Material for the task:

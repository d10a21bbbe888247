//! Book model and related types

use serde::{Deserialize, Serialize};
use sqlx::FromRow;
use utoipa::ToSchema;
use validator::Validate;

use super::{author::Author, genre::Genre, language::Language};
use crate::error::AppResult;

/// Number of genres shown by `display_genre`
pub const DISPLAY_GENRE_LIMIT: usize = 3;

/// Book row from database
#[derive(Debug, Clone, PartialEq, Eq, Serialize, Deserialize, FromRow, ToSchema)]
pub struct Book {
    pub id: i32,
    pub title: String,
    pub author_id: Option<i32>,
    pub summary: String,
    pub isbn: String,
    pub language_id: Option<i32>,
}

impl std::fmt::Display for Book {
    fn fmt(&self, f: &mut std::fmt::Formatter<'_>) -> std::fmt::Result {
        write!(f, "{}", self.title)
    }
}

/// Comma-joined names of the first genres, in relation order
pub fn display_genre(genres: &[Genre]) -> String {
    genres
        .iter()
        .take(DISPLAY_GENRE_LIMIT)
        .map(|g| g.name.as_str())
        .collect::<Vec<_>>()
        .join(", ")
}

/// Book with its relations resolved
#[derive(Debug, Clone, Serialize, ToSchema)]
pub struct BookDetails {
    #[serde(flatten)]
    pub book: Book,
    pub author: Option<Author>,
    pub language: Option<Language>,
    pub genres: Vec<Genre>,
    /// Genre column shown in list views
    pub display_genre: String,
}

impl BookDetails {
    pub fn new(
        book: Book,
        author: Option<Author>,
        language: Option<Language>,
        genres: Vec<Genre>,
    ) -> Self {
        let display_genre = display_genre(&genres);
        Self {
            book,
            author,
            language,
            genres,
            display_genre,
        }
    }
}

impl std::fmt::Display for BookDetails {
    fn fmt(&self, f: &mut std::fmt::Formatter<'_>) -> std::fmt::Result {
        self.book.fmt(f)
    }
}

/// Create or update book request
#[derive(Debug, Clone, Deserialize, Validate, ToSchema)]
pub struct BookInput {
    /// Enter the book's title
    #[validate(length(min = 1, max = 200, message = "Title must be between 1 and 200 characters"))]
    pub title: String,
    /// Set from the path when created inline under an author
    pub author_id: Option<i32>,
    /// Enter a brief description of the book
    #[validate(length(min = 1, max = 1000, message = "Summary must be between 1 and 1000 characters"))]
    pub summary: String,
    /// 13 Character ISBN number
    #[validate(length(min = 1, max = 13, message = "ISBN must be between 1 and 13 characters"))]
    pub isbn: String,
    /// Select a genre for this book
    #[validate(length(min = 1, message = "Select at least one genre"))]
    pub genre_ids: Vec<i32>,
    pub language_id: Option<i32>,
}

impl BookInput {
    /// Trim text fields and drop repeated genre selections
    pub fn normalized(self) -> Self {
        let mut genre_ids = Vec::with_capacity(self.genre_ids.len());
        for id in self.genre_ids {
            if !genre_ids.contains(&id) {
                genre_ids.push(id);
            }
        }
        Self {
            title: self.title.trim().to_string(),
            summary: self.summary.trim().to_string(),
            isbn: self.isbn.trim().to_string(),
            genre_ids,
            ..self
        }
    }

    /// Title, summary and ISBN must hold more than whitespace
    pub fn require_filled(&self) -> AppResult<()> {
        super::require_filled(&[
            ("title", &self.title),
            ("summary", &self.summary),
            ("isbn", &self.isbn),
        ])
    }
}

#[cfg(test)]
mod tests {
    use super::*;
    use crate::{error::AppError, models::FIELD_REQUIRED};

    fn genres(names: &[&str]) -> Vec<Genre> {
        names
            .iter()
            .enumerate()
            .map(|(i, name)| Genre {
                id: i as i32 + 1,
                name: name.to_string(),
            })
            .collect()
    }

    fn input() -> BookInput {
        BookInput {
            title: "The Hobbit".to_string(),
            author_id: None,
            summary: "There and back again.".to_string(),
            isbn: "9780261103344".to_string(),
            genre_ids: vec![1],
            language_id: None,
        }
    }

    #[test]
    fn test_display_genre_first_three() {
        let all = genres(&["Fantasy", "Adventure", "Classic", "Children", "Epic"]);
        assert_eq!(display_genre(&all), "Fantasy, Adventure, Classic");
    }

    #[test]
    fn test_display_genre_short_lists() {
        assert_eq!(display_genre(&[]), "");
        assert_eq!(display_genre(&genres(&["Poetry"])), "Poetry");
        assert_eq!(display_genre(&genres(&["Poetry", "Drama"])), "Poetry, Drama");
    }

    #[test]
    fn test_details_compute_display_genre() {
        let book = Book {
            id: 7,
            title: "The Hobbit".to_string(),
            author_id: None,
            summary: String::new(),
            isbn: "9780261103344".to_string(),
            language_id: None,
        };
        let details = BookDetails::new(book, None, None, genres(&["A", "B", "C", "D"]));
        assert_eq!(details.display_genre, "A, B, C");
        assert_eq!(details.to_string(), "The Hobbit");
    }

    #[test]
    fn test_input_rejects_long_isbn() {
        let mut data = input();
        data.isbn = "97802611033441".to_string();
        let errors = data.validate().unwrap_err();
        assert!(errors.field_errors().contains_key("isbn"));
    }

    #[test]
    fn test_input_requires_genre() {
        let mut data = input();
        data.genre_ids.clear();
        let errors = data.validate().unwrap_err();
        assert!(errors.field_errors().contains_key("genre_ids"));
    }

    #[test]
    fn test_normalized_dedups_genres() {
        let mut data = input();
        data.genre_ids = vec![3, 1, 3, 2, 1];
        data.isbn = " 9780261103344 ".to_string();
        let data = data.normalized();
        assert_eq!(data.genre_ids, vec![3, 1, 2]);
        assert_eq!(data.isbn, "9780261103344");
    }

    #[test]
    fn test_whitespace_only_fields_are_required() {
        let mut data = input();
        data.title = "   ".to_string();
        data.summary = "\t".to_string();
        data.isbn = "  ".to_string();
        assert!(data.validate().is_ok());
        match data.normalized().require_filled() {
            Err(AppError::Fields(fields)) => {
                for name in ["title", "summary", "isbn"] {
                    assert_eq!(fields[name], vec![FIELD_REQUIRED.to_string()]);
                }
            }
            other => panic!("unexpected result: {:?}", other),
        }
        assert!(input().normalized().require_filled().is_ok());
    }
}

What needs to be done: So that no detail is lost, give every line of the data again exactly.

Completed task:
repository d10a21bbbe888247
//! Book model and related types

use serde::{Deserialize, Serialize};
use sqlx::FromRow;
use utoipa::ToSchema;
use validator::Validate;

use super::{author::Author, genre::Genre, language::Language};
use crate::error::AppResult;

/// Number of genres shown by `display_genre`
pub const DISPLAY_GENRE_LIMIT: usize = 3;

/// Book row from database
#[derive(Debug, Clone, PartialEq, Eq, Serialize, Deserialize, FromRow, ToSchema)]
pub struct Book {
    pub id: i32,
    pub title: String,
    pub author_id: Option<i32>,
    pub summary: String,
    pub isbn: String,
    pub language_id: Option<i32>,
}

impl std::fmt::Display for Book {
    fn fmt(&self, f: &mut std::fmt::Formatter<'_>) -> std::fmt::Result {
        write!(f, "{}", self.title)
    }
}

/// Comma-joined names of the first genres, in relation order
pub fn display_genre(genres: &[Genre]) -> String {
    genres
        .iter()
        .take(DISPLAY_GENRE_LIMIT)
        .map(|g| g.name.as_str())
        .collect::<Vec<_>>()
        .join(", ")
}

/// Book with its relations resolved
#[derive(Debug, Clone, Serialize, ToSchema)]
pub struct BookDetails {
    #[serde(flatten)]
    pub book: Book,
    pub author: Option<Author>,
    pub language: Option<Language>,
    pub genres: Vec<Genre>,
    /// Genre column shown in list views
    pub display_genre: String,
}

impl BookDetails {
    pub fn new(
        book: Book,
        author: Option<Author>,
        language: Option<Language>,
        genres: Vec<Genre>,
    ) -> Self {
        let display_genre = display_genre(&genres);
        Self {
            book,
            author,
            language,
            genres,
            display_genre,
        }
    }
}

impl std::fmt::Display for BookDetails {
    fn fmt(&self, f: &mut std::fmt::Formatter<'_>) -> std::fmt::Result {
        self.book.fmt(f)
    }
}

/// Create or update book request
#[derive(Debug, Clone, Deserialize, Validate, ToSchema)]
pub struct BookInput {
    /// Enter the book's title
    #[validate(length(min = 1, max = 200, message = "Title must be between 1 and 200 characters"))]
    pub title: String,
    /// Set from the path when created inline under an author
    pub author_id: Option<i32>,
    /// Enter a brief description of the book
    #[validate(length(min = 1, max = 1000, message = "Summary must be between 1 and 1000 characters"))]
    pub summary: String,
    /// 13 Character ISBN number
    #[validate(length(min = 1, max = 13, message = "ISBN must be between 1 and 13 characters"))]
    pub isbn: String,
    /// Select a genre for this book
    #[validate(length(min = 1, message = "Select at least one genre"))]
    pub genre_ids: Vec<i32>,
    pub language_id: Option<i32>,
}

impl BookInput {
    /// Trim text fields and drop repeated genre selections
    pub fn normalized(self) -> Self {
        let mut genre_ids = Vec::with_capacity(self.genre_ids.len());
        for id in self.genre_ids {
            if !genre_ids.contains(&id) {
                genre_ids.push(id);
            }
        }
        Self {
            title: self.title.trim().to_string(),
            summary: self.summary.trim().to_string(),
            isbn: self.isbn.trim().to_string(),
            genre_ids,
            ..self
        }
    }

    /// Title, summary and ISBN must hold more than whitespace
    pub fn require_filled(&self) -> AppResult<()> {
        super::require_filled(&[
            ("title", &self.title),
            ("summary", &self.summary),
            ("isbn", &self.isbn),
        ])
    }
}

#[cfg(test)]
mod tests {
    use super::*;
    use crate::{error::AppError, models::FIELD_REQUIRED};

    fn genres(names: &[&str]) -> Vec<Genre> {
        names
            .iter()
            .enumerate()
            .map(|(i, name)| Genre {
                id: i as i32 + 1,
                name: name.to_string(),
            })
            .collect()
    }

    fn input() -> BookInput {
        BookInput {
            title: "The Hobbit".to_string(),
            author_id: None,
            summary: "There and back again.".to_string(),
            isbn: "9780261103344".to_string(),
            genre_ids: vec![1],
            language_id: None,
        }
    }

    #[test]
    fn test_display_genre_first_three() {
        let all = genres(&["Fantasy", "Adventure", "Classic", "Children", "Epic"]);
        assert_eq!(display_genre(&all), "Fantasy, Adventure, Classic");
    }

    #[test]
    fn test_display_genre_short_lists() {
        assert_eq!(display_genre(&[]), "");
        assert_eq!(display_genre(&genres(&["Poetry"])), "Poetry");
        assert_eq!(display_genre(&genres(&["Poetry", "Drama"])), "Poetry, Drama");
    }

    #[test]
    fn test_details_compute_display_genre() {
        let book = Book {
            id: 7,
            title: "The Hobbit".to_string(),
            author_id: None,
            summary: String::new(),
            isbn: "9780261103344".to_string(),
            language_id: None,
        };
        let details = BookDetails::new(book, None, None, genres(&["A", "B", "C", "D"]));
        assert_eq!(details.display_genre, "A, B, C");
        assert_eq!(details.to_string(), "The Hobbit");
    }

    #[test]
    fn test_input_rejects_long_isbn() {
        let mut data = input();
        data.isbn = "97802611033441".to_string();
        let errors = data.validate().unwrap_err();
        assert!(errors.field_errors().contains_key("isbn"));
    }

    #[test]
    fn test_input_requires_genre() {
        let mut data = input();
        data.genre_ids.clear();
        let errors = data.validate().unwrap_err();
        assert!(errors.field_errors().contains_key("genre_ids"));
    }

    #[test]
    fn test_normalized_dedups_genres() {
        let mut data = input();
        data.genre_ids = vec![3, 1, 3, 2, 1];
        data.isbn = " 9780261103344 ".to_string();
        let data = data.normalized();
        assert_eq!(data.genre_ids, vec![3, 1, 2]);
        assert_eq!(data.isbn, "9780261103344");
    }

    #[test]
    fn test_whitespace_only_fields_are_required() {
        let mut data = input();
        data.title = "   ".to_string();
        data.summary = "\t".to_string();
        data.isbn = "  ".to_string();
        assert!(data.validate().is_ok());
        match data.normalized().require_filled() {
            Err(AppError::Fields(fields)) => {
                for name in ["title", "summary", "isbn"] {
                    assert_eq!(fields[name], vec![FIELD_REQUIRED.to_string()]);
                }
            }
            other => panic!("unexpected result: {:?}", other),
        }
        assert!(input().normalized().require_filled().is_ok());
    }
}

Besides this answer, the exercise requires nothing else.